O diretor concorda que em produções anteriores, principalmente as de fora do Estado, se criou um olhar muito exótico e superficial sobre a cidade. “Eu acho que precisávamos colocar mais protagonismo nos moradores daqui. É importante que as pessoas se reconheçam como em todas as suas histórias, sem precisar de tantas referências de fora, e isso é um processo que sempre tento colocar em meus filmes. É importante achar nas histórias locais a sua universalidade. Mesmo que o filme se passe em Belém é importante que ele seja entendido em qualquer lugar do mundo. Esse é o grande desafio”, avalia.
Segtowick assina também a direção de curtas-metragens premiados como “Matinta”, “No Movimento da Fé” e “O Caminho das Pedras”. No momento, ele começa a produção de um documentário de longa metragem que será filmado em Tucuruí, região sudeste do Pará, e está escrevendo seu primeiro longa de ficção, "Passagem Esperança", que tem foco em histórias de três mulheres que se passam nos bairros do Guamá, Pratinha e Icoaraci.
O diretor Aladim Júnior nasceu em Tefé, no Estado do Amazonas, mas veio morar em Belém aos 15 anos. “A família foi o começo de tudo, na vinda para Belém acabei vivendo a primeira grande metrópole da minha vida. A minha adolescência foi andando pela cidade de ônibus, a pé, de bicicleta, sempre olhando a cidade como um 'estrangeiro'. Talvez por isso eu continue olhando a cidade com essa diferença, só que agora é minha casa, minha paixão e meu sonho de retorno”, revela Aladim, que atualmente reside em Macapá (AP).
O diretor - que assina grandes campanhas publicitárias paraenses - codirigiu o curta “Matinta” e o documentário “Mora na Filosofia”, entre outros. Ele diz que perceber e se apaixonar pelo que é daqui não é difícil. “Manter um processo de exaltação, ou mesmo de narrar tudo sob uma ótica mais romântica, talvez seja mais difícil, porque a cidade cresceu, revelou grandes problemas e se tornou um labirinto de conteúdo para o audiovisual que ainda procura sua identidade, mas que já é formada por variedades de estilos incríveis”, pondera.
Aladim comenta que a atual fase em que está é mais rústica e mais extrema no quesito “vida em sociedade”. “Me atenho em contar histórias de gente invisível da floresta amazônica e quanto mais remotos são os lugares, pra mim, melhor. Tudo que penso sobre filmar em Belém é sempre com conteúdo histórico”, considera. “Belém tem alegria, Belém tem luta, Belém tem dor, Belém tem cheiros, tem sorriso sem dentes de gente feliz e especial. Tem um povo acolhedor e amigo, tem água de tudo que é lado, revelando nosso dom aquático. Belém tem gente andando na chuva, tem manga nas esquinas e farinha no ‘Veropa’. Belém sente a falta de cuidado de todos nós e tem urgência em se modernizar, em evoluir e se tornar ainda mais humana. Belém está num caminho sem volta pelo reconhecimento do tesouro que é, de amor incondicional por seu povo e de seu povo por ela. Belém é nossa maior joia, nossa casa, Belém do Pará”, encerra, poeticamente e saudoso, o diretor.

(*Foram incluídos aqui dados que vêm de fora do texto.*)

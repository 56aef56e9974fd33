//! Hash helpers – abstracción para poder cambiar de algoritmo sin tocar el resto.

use blake3::Hasher;
use serde_json::Value;

use super::to_canonical_json;

/// Hashea un string y devuelve hex (64 caracteres).
pub fn hash_str(input: &str) -> String {
    let mut h = Hasher::new();
    h.update(input.as_bytes());
    h.finalize().to_hex().to_string()
}

/// Hash de un `Value` sobre su forma canónica.
pub fn hash_value(value: &Value) -> String {
    hash_str(&to_canonical_json(value))
}

#[cfg(test)]
mod tests {
    use super::*;
    use serde_json::json;

    #[test]
    fn key_order_does_not_matter() {
        let h1 = hash_value(&json!({"b": 2, "a": 1}));
        let h2 = hash_value(&json!({"a": 1, "b": 2}));
        assert_eq!(h1, h2);
        assert_eq!(h1.len(), 64);
    }
}
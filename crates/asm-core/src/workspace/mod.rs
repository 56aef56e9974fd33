//! Cache de workspaces: hash de entradas + parámetros → directorio reutilizable.

pub mod cache;
mod handle;

pub use cache::{latest_hash, resolve_or_create, workspace_hash};
pub use handle::{RunHandle, RunManifest};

Ainda em 2018, Belém voltará a ser cenário de um longa-metragem, em uma produção vinda de São Paulo (SP). A produtora O2, do cineasta Fernando Meirelles, anunciou que será gravado na capital paraense o filme “Pssica”, baseado no romance policial do escritor paraense Edyr Augusto Proença. O filme será o primeiro longa assinado por Quico Meirelles, um dos diretores que atuam na produtora e filho de Fernando.
Por Dedé Mesquita, especialmente para o LeiaJá Pará.